**The task:** From the first line through the line containing "row_count_sql: dialect", transcribe the records exactly and include no other lines.

*** Opening of Listed records ***

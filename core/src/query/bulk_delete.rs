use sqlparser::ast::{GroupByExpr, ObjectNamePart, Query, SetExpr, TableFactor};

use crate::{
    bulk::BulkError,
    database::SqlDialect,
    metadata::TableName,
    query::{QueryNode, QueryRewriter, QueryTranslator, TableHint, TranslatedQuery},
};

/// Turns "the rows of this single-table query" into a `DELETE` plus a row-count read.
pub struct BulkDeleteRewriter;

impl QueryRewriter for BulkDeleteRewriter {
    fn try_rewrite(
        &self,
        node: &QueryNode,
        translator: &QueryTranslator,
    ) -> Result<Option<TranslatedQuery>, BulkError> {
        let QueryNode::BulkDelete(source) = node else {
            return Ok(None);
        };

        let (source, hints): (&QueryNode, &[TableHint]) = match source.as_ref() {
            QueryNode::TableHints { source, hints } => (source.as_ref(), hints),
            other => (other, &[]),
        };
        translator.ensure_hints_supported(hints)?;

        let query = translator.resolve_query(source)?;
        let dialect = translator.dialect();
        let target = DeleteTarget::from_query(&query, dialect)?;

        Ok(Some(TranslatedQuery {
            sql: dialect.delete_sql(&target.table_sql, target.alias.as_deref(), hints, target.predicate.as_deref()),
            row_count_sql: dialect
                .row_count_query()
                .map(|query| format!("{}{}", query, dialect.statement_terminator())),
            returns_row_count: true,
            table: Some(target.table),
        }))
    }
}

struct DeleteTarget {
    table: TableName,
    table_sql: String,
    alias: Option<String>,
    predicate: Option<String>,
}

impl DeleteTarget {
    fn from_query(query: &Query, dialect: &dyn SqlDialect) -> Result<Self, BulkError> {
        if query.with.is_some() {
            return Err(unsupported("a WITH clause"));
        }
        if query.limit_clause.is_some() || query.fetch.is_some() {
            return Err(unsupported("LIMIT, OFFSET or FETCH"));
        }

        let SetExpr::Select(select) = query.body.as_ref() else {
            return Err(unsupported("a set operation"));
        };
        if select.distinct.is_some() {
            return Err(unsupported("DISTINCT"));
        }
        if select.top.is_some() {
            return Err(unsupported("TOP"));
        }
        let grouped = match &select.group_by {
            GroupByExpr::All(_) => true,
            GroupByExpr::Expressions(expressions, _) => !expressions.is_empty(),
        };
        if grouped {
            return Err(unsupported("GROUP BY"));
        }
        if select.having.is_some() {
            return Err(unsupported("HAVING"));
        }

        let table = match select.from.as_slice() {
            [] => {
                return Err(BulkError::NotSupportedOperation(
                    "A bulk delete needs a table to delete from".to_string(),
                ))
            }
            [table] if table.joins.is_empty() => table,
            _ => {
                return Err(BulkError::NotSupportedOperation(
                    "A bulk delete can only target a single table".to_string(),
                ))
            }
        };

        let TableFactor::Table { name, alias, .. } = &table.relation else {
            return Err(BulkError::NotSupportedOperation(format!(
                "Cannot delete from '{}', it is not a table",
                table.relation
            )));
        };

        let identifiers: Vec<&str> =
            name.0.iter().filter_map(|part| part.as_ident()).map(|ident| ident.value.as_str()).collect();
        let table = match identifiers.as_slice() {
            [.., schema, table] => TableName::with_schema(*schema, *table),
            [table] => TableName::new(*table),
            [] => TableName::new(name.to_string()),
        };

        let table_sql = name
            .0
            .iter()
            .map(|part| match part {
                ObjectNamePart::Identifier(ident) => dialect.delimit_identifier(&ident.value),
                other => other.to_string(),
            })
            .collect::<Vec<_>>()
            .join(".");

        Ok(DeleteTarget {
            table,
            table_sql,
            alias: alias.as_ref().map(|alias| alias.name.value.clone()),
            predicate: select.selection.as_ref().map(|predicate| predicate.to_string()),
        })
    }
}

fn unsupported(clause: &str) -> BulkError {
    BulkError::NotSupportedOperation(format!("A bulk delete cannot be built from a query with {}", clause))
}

*** Close of Listed records ***

**Exercise result:**
filename core/src/query/bulk_delete.rs
use sqlparser::ast::{GroupByExpr, ObjectNamePart, Query, SetExpr, TableFactor};

use crate::{
    bulk::BulkError,
    database::SqlDialect,
    metadata::TableName,
    query::{QueryNode, QueryRewriter, QueryTranslator, TableHint, TranslatedQuery},
};

/// Turns "the rows of this single-table query" into a `DELETE` plus a row-count read.
pub struct BulkDeleteRewriter;

impl QueryRewriter for BulkDeleteRewriter {
    fn try_rewrite(
        &self,
        node: &QueryNode,
        translator: &QueryTranslator,
    ) -> Result<Option<TranslatedQuery>, BulkError> {
        let QueryNode::BulkDelete(source) = node else {
            return Ok(None);
        };

        let (source, hints): (&QueryNode, &[TableHint]) = match source.as_ref() {
            QueryNode::TableHints { source, hints } => (source.as_ref(), hints),
            other => (other, &[]),
        };
        translator.ensure_hints_supported(hints)?;

        let query = translator.resolve_query(source)?;
        let dialect = translator.dialect();
        let target = DeleteTarget::from_query(&query, dialect)?;

        Ok(Some(TranslatedQuery {
            sql: dialect.delete_sql(&target.table_sql, target.alias.as_deref(), hints, target.predicate.as_deref()),
            row_count_sql: dialect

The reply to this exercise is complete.